### Task directions
Repeat exactly the lines from the start of the records below through the line that contains "#[error(transparent)]", including both.

### Collected data
= = =
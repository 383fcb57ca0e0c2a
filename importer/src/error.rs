use blockfeed_crypto::CryptoError;
use blockfeed_protocol::{ProtocolError, StreamStatus};
use blockfeed_store::StoreError;
use blockfeed_types::TypesError;
use thiserror::Error;

use crate::NextBlock;

/// A subscription violated the stream structure or failed in transport.
#[derive(Debug, Error)]
pub enum BlockStreamError {
    #[error("Incorrect first block item case {0}")]
    IncorrectFirstItem(&'static str),

    #[error("The first block item is record file and there are more than one block items")]
    RecordFileWithOtherItems,

    #[error("Received block items of a new block while the previous block is still pending")]
    NewBlockWhilePending,

    #[error("Too many block items in a pending block: received {received}, limit {limit}")]
    TooManyItems { received: usize, limit: usize },

    #[error("Received status {0} from block node")]
    Status(StreamStatus),

    #[error("Timed out waiting for {0}")]
    Timeout(String),

    #[error("block node transport error: {0}")]
    Transport(#[from] ProtocolError),
}

#[derive(Debug, Error)]
pub enum ImporterError {
    #[error(transparent)]
    Stream(#[from] BlockStreamError),

    #[error("{0}")]
    InvalidStreamFile(String),

    #[error("{kind} hash mismatch for block file {name}. Expected = {expected}, Actual = {actual}")]
    HashMismatch {
        name: String,
        expected: String,
        actual: String,
        kind: &'static str,
    },

    #[error("{0}")]
    SignatureVerification(String),

    #[error("Failed to download block file {filename}: {source}")]
    Download {
        filename: String,
        #[source]
        source: Box<ImporterError>,
    },

    #[error("No node can provide block {0}")]
    NoNodeAvailable(NextBlock),

    #[error("Failed to discover network folder for '{0}'")]
    NetworkDiscovery(String),

    #[error("{0}")]
    Unsupported(String),

    #[error("config error: {0}")]
    Config(String),

    #[error("store error: {0}")]
    Store(#[from] StoreError),

    #[error("crypto error: {0}")]
    Crypto(#[from] CryptoError),

    #[error("decode error: {0}")]
    Types(#[from] TypesError),

    #[error("IO error: {0}")]
    Io(#[from] std::io::Error),
}

impl ImporterError {
    /// Signature failures are never retried and stop ingestion.
    pub fn is_fatal(&self) -> bool {
        matches!(self, ImporterError::SignatureVerification(_))
    }
}
//! blockfeed daemon: entry point for running the block importer.

use anyhow::Context;
use blockfeed_importer::{
    init_logging, provider_from_config, Collaborators, Importer, ImporterConfig, LogFormat,
    LoggingNotifier, NodeConfig, ShutdownController,
};
use blockfeed_store::{MemoryLedgerStore, MemoryRecordStore};
use blockfeed_types::SystemClock;
use clap::Parser;
use std::path::PathBuf;
use std::sync::Arc;

#[derive(Parser)]
#[command(name = "blockfeed-daemon", about = "Verified block ingestion daemon")]
struct Cli {
    /// Path to a TOML configuration file. If provided, file settings
    /// are used as the base; CLI flags and env vars override them.
    #[arg(long, env = "BLOCKFEED_CONFIG")]
    config: Option<PathBuf>,

    /// Network name, the top-level folder in object storage.
    #[arg(long, env = "BLOCKFEED_NETWORK")]
    network: Option<String>,

    /// Block source: "auto", "block_node" or "file".
    #[arg(long, env = "BLOCKFEED_SOURCE_TYPE")]
    source_type: Option<String>,

    /// Block nodes (comma-separated: "host:port,host:port"), all at priority 0.
    #[arg(long, env = "BLOCKFEED_NODES", value_delimiter = ',')]
    nodes: Vec<String>,

    /// First block to import when nothing has been verified yet.
    #[arg(long, env = "BLOCKFEED_START_BLOCK")]
    start_block: Option<u64>,

    /// Last block to import, inclusive.
    #[arg(long, env = "BLOCKFEED_END_BLOCK")]
    end_block: Option<u64>,

    /// Log level: "trace", "debug", "info", "warn", "error".
    #[arg(long, env = "BLOCKFEED_LOG_LEVEL")]
    log_level: Option<String>,

    /// Log format: "human" or "json".
    #[arg(long, env = "BLOCKFEED_LOG_FORMAT")]
    log_format: Option<String>,

    /// Print Prometheus metrics on exit.
    #[arg(long, env = "BLOCKFEED_ENABLE_METRICS")]
    metrics: bool,

    #[command(subcommand)]
    command: Command,
}

#[derive(clap::Subcommand)]
enum Command {
    /// Import blocks until interrupted.
    Run,
    /// Print the block range each configured node serves.
    Status,
}

fn parse_node(s: &str) -> anyhow::Result<NodeConfig> {
    let (host, port) = s
        .rsplit_once(':')
        .with_context(|| format!("block node '{s}' is not host:port"))?;
    let port = port
        .parse()
        .with_context(|| format!("invalid port in block node '{s}'"))?;
    Ok(NodeConfig {
        host: host.to_string(),
        port,
        priority: 0,
    })
}

/// File settings first, then CLI flags and env vars on top.
fn load_config(cli: &Cli) -> anyhow::Result<ImporterConfig> {
    let mut config = match &cli.config {
        Some(path) => ImporterConfig::from_toml_file(&path.to_string_lossy())
            .with_context(|| format!("failed to load config file {}", path.display()))?,
        None => ImporterConfig::default(),
    };

    if let Some(network) = &cli.network {
        config.network = network.clone();
    }
    if let Some(source_type) = &cli.source_type {
        config.block.source_type = source_type.parse().map_err(anyhow::Error::msg)?;
    }
    if !cli.nodes.is_empty() {
        config.block.nodes = cli
            .nodes
            .iter()
            .map(|n| parse_node(n))
            .collect::<anyhow::Result<_>>()?;
    }
    if cli.start_block.is_some() {
        config.start_block_number = cli.start_block;
    }
    if cli.end_block.is_some() {
        config.end_block_number = cli.end_block;
    }
    if let Some(level) = &cli.log_level {
        config.log_level = level.clone();
    }
    if let Some(format) = &cli.log_format {
        config.log_format = format.clone();
    }
    config.enable_metrics |= cli.metrics;

    config.validate()?;
    Ok(config)
}

#[tokio::main]
async fn main() -> anyhow::Result<()> {
    let cli = Cli::parse();
    let config = load_config(&cli)?;

    let format: LogFormat = config.log_format.parse().map_err(anyhow::Error::msg)?;
    init_logging(format, &config.log_level);
    if let Some(path) = &cli.config {
        tracing::info!("Loaded config from {}", path.display());
    }

    let collaborators = Collaborators {
        record_store: Arc::new(MemoryRecordStore::new()),
        ledger_store: Arc::new(MemoryLedgerStore::new()),
        provider: provider_from_config(&config.block.bucket)?,
        notifier: Arc::new(LoggingNotifier),
        clock: Arc::new(SystemClock),
    };
    let enable_metrics = config.enable_metrics;
    let importer = Importer::from_config(config, collaborators)?;

    match cli.command {
        Command::Status => {
            for status in importer.node_status().await {
                match status.range {
                    Some(range) => println!(
                        "{}: blocks {} to {}",
                        status.endpoint, range.first_available_block, range.last_available_block
                    ),
                    None => println!("{}: unavailable", status.endpoint),
                }
            }
        }
        Command::Run => {
            let config = importer.config();
            tracing::info!(
                "Starting blockfeed importer on {} (source: {}, nodes: {})",
                config.network,
                config.block.source_type,
                config.block.nodes.len()
            );

            let shutdown = Arc::new(ShutdownController::new());
            let signals = {
                let shutdown = Arc::clone(&shutdown);
                tokio::spawn(async move { shutdown.wait_for_signal().await })
            };
            let result = importer.run(&shutdown).await;
            signals.abort();

            if enable_metrics {
                print!("{}", importer.metrics().encode());
            }
            result?;
            tracing::info!("blockfeed daemon exited cleanly");
        }
    }

    Ok(())
}
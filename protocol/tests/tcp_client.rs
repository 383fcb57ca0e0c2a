//! TCP client against an in-process block node server.

use blockfeed_protocol::codec::{read_frame, write_frame, MAX_MESSAGE_SIZE};
use blockfeed_protocol::version::is_compatible;
use blockfeed_protocol::{
    BlockNodeClient, ProtocolError, Request, RequestFrame, Response, ServerStatusResponse,
    StreamStatus, SubscribeStreamResponse, TcpBlockNodeClient,
};
use blockfeed_types::{BlockItem, BlockItemSet, RoundHeader};
use futures_util::StreamExt;
use tokio::net::TcpListener;

/// Serves blocks `first..=last`, one round header per item set, then `Success`.
async fn spawn_server(first: u64, last: u64) -> String {
    let listener = TcpListener::bind("127.0.0.1:0").await.unwrap();
    let addr = listener.local_addr().unwrap().to_string();

    tokio::spawn(async move {
        loop {
            let Ok((mut socket, _)) = listener.accept().await else {
                break;
            };
            tokio::spawn(async move {
                let Ok(Some(frame)) = read_frame::<_, RequestFrame>(&mut socket, MAX_MESSAGE_SIZE).await
                else {
                    return;
                };
                if !is_compatible(frame.version) {
                    let _ = write_frame(&mut socket, &Response::Rejected("version".into())).await;
                    return;
                }
                match frame.request {
                    Request::ServerStatus => {
                        let status = ServerStatusResponse {
                            first_available_block: first,
                            last_available_block: last,
                        };
                        let _ = write_frame(&mut socket, &Response::ServerStatus(status)).await;
                    }
                    Request::Subscribe(request) => {
                        let end = request.end_block_number.unwrap_or(last).min(last);
                        for n in request.start_block_number..=end {
                            let set = BlockItemSet {
                                items: vec![BlockItem::RoundHeader(RoundHeader { round_number: n })],
                            };
                            let response = Response::Stream(SubscribeStreamResponse::BlockItems(set));
                            if write_frame(&mut socket, &response).await.is_err() {
                                return;
                            }
                        }
                        let done = Response::Stream(SubscribeStreamResponse::Status(StreamStatus::Success));
                        let _ = write_frame(&mut socket, &done).await;
                    }
                }
            });
        }
    });

    addr
}

#[tokio::test]
async fn status_reports_available_range() {
    let addr = spawn_server(3, 9).await;
    let client = TcpBlockNodeClient::new(addr);
    let status = client.server_status().await.unwrap();
    assert_eq!(status.first_available_block, 3);
    assert_eq!(status.last_available_block, 9);
}

#[tokio::test]
async fn subscription_delivers_items_then_status() {
    let addr = spawn_server(0, 4).await;
    let client = TcpBlockNodeClient::new(addr).with_response_buffer(2);
    let request = blockfeed_protocol::SubscribeStreamRequest {
        start_block_number: 2,
        end_block_number: None,
    };

    let responses: Vec<_> = client
        .subscribe(request)
        .await
        .unwrap()
        .map(|r| r.unwrap())
        .collect()
        .await;

    assert_eq!(responses.len(), 4);
    let rounds: Vec<u64> = responses[..3]
        .iter()
        .map(|r| match r {
            SubscribeStreamResponse::BlockItems(set) => match &set.items[0] {
                BlockItem::RoundHeader(h) => h.round_number,
                other => panic!("unexpected item {other:?}"),
            },
            other => panic!("unexpected response {other:?}"),
        })
        .collect();
    assert_eq!(rounds, vec![2, 3, 4]);
    assert_eq!(
        responses[3],
        SubscribeStreamResponse::Status(StreamStatus::Success)
    );
}

#[tokio::test]
async fn dropping_subscription_is_clean() {
    let addr = spawn_server(0, 1_000).await;
    let client = TcpBlockNodeClient::new(addr).with_response_buffer(1);
    let mut stream = client
        .subscribe(blockfeed_protocol::SubscribeStreamRequest {
            start_block_number: 0,
            end_block_number: None,
        })
        .await
        .unwrap();
    assert!(stream.next().await.unwrap().is_ok());
    drop(stream);
}

#[tokio::test]
async fn unreachable_endpoint_is_an_error() {
    // bind then drop to get a port nobody listens on
    let listener = TcpListener::bind("127.0.0.1:0").await.unwrap();
    let addr = listener.local_addr().unwrap().to_string();
    drop(listener);

    let client = TcpBlockNodeClient::new(addr);
    let err = client.server_status().await.unwrap_err();
    assert!(matches!(err, ProtocolError::Io(_) | ProtocolError::Timeout(_)));
}
//! Downstream hand-off of verified records.

use async_trait::async_trait;
use blockfeed_types::VerifiedRecord;

/// Receives every verified record exactly once, in block-number order.
///
/// Fire-and-forget: what the consumer does with the record is its own concern.
#[async_trait]
pub trait StreamFileNotifier: Send + Sync {
    async fn verified(&self, record: VerifiedRecord);
}
//! Request and response messages of the block node service.

use blockfeed_types::BlockItemSet;
use serde::{Deserialize, Serialize};
use std::fmt;

use crate::PROTOCOL_VERSION;

/// Range of blocks a node can currently serve, inclusive on both ends.
#[derive(Clone, Copy, Debug, PartialEq, Eq, Serialize, Deserialize)]
pub struct ServerStatusResponse {
    pub first_available_block: u64,
    pub last_available_block: u64,
}

impl ServerStatusResponse {
    pub fn contains(&self, block_number: u64) -> bool {
        self.first_available_block <= block_number && block_number <= self.last_available_block
    }

    /// A node with nothing to serve reports `first > last`.
    pub fn is_empty(&self) -> bool {
        self.first_available_block > self.last_available_block
    }
}

#[derive(Clone, Copy, Debug, PartialEq, Eq, Serialize, Deserialize)]
pub struct SubscribeStreamRequest {
    pub start_block_number: u64,
    /// `None` streams indefinitely.
    pub end_block_number: Option<u64>,
}

/// Terminal status of a subscription.
#[derive(Clone, Copy, Debug, PartialEq, Eq, Serialize, Deserialize)]
pub enum StreamStatus {
    /// The server ended the stream gracefully.
    Success,
    InvalidStartBlockNumber,
    InvalidEndBlockNumber,
    NotAvailable,
    Error,
}

impl fmt::Display for StreamStatus {
    fn fmt(&self, f: &mut fmt::Formatter<'_>) -> fmt::Result {
        f.write_str(match self {
            StreamStatus::Success => "READ_STREAM_SUCCESS",
            StreamStatus::InvalidStartBlockNumber => "READ_STREAM_INVALID_START_BLOCK_NUMBER",
            StreamStatus::InvalidEndBlockNumber => "READ_STREAM_INVALID_END_BLOCK_NUMBER",
            StreamStatus::NotAvailable => "READ_STREAM_NOT_AVAILABLE",
            StreamStatus::Error => "READ_STREAM_ERROR",
        })
    }
}

#[derive(Clone, Debug, PartialEq, Eq, Serialize, Deserialize)]
pub enum SubscribeStreamResponse {
    BlockItems(BlockItemSet),
    Status(StreamStatus),
}

#[derive(Clone, Debug, PartialEq, Eq, Serialize, Deserialize)]
pub enum Request {
    ServerStatus,
    Subscribe(SubscribeStreamRequest),
}

/// Versioned envelope around every request.
#[derive(Clone, Debug, PartialEq, Eq, Serialize, Deserialize)]
pub struct RequestFrame {
    pub version: u16,
    pub request: Request,
}

impl RequestFrame {
    pub fn new(request: Request) -> Self {
        Self {
            version: PROTOCOL_VERSION,
            request,
        }
    }
}

#[derive(Clone, Debug, PartialEq, Eq, Serialize, Deserialize)]
pub enum Response {
    ServerStatus(ServerStatusResponse),
    Stream(SubscribeStreamResponse),
    /// The server refused the request, e.g. for an unsupported version.
    Rejected(String),
}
= = =
### Answer for the task
repository 383fcb57ca0e0c2a
filename importer/src/error.rs
use blockfeed_crypto::CryptoError;
use blockfeed_protocol::{ProtocolError, StreamStatus};
use blockfeed_store::StoreError;
use blockfeed_types::TypesError;
use thiserror::Error;

use crate::NextBlock;

/// A subscription violated the stream structure or failed in transport.
#[derive(Debug, Error)]
pub enum BlockStreamError {
    #[error("Incorrect first block item case {0}")]
    IncorrectFirstItem(&'static str),

    #[error("The first block item is record file and there are more than one block items")]
    RecordFileWithOtherItems,

    #[error("Received block items of a new block while the previous block is still pending")]
    NewBlockWhilePending,

    #[error("Too many block items in a pending block: received {received}, limit {limit}")]
    TooManyItems { received: usize, limit: usize },

    #[error("Received status {0} from block node")]
    Status(StreamStatus),

    #[error("Timed out waiting for {0}")]
    Timeout(String),

    #[error("block node transport error: {0}")]
    Transport(#[from] ProtocolError),
}

#[derive(Debug, Error)]
pub enum ImporterError {
    #[error(transparent)]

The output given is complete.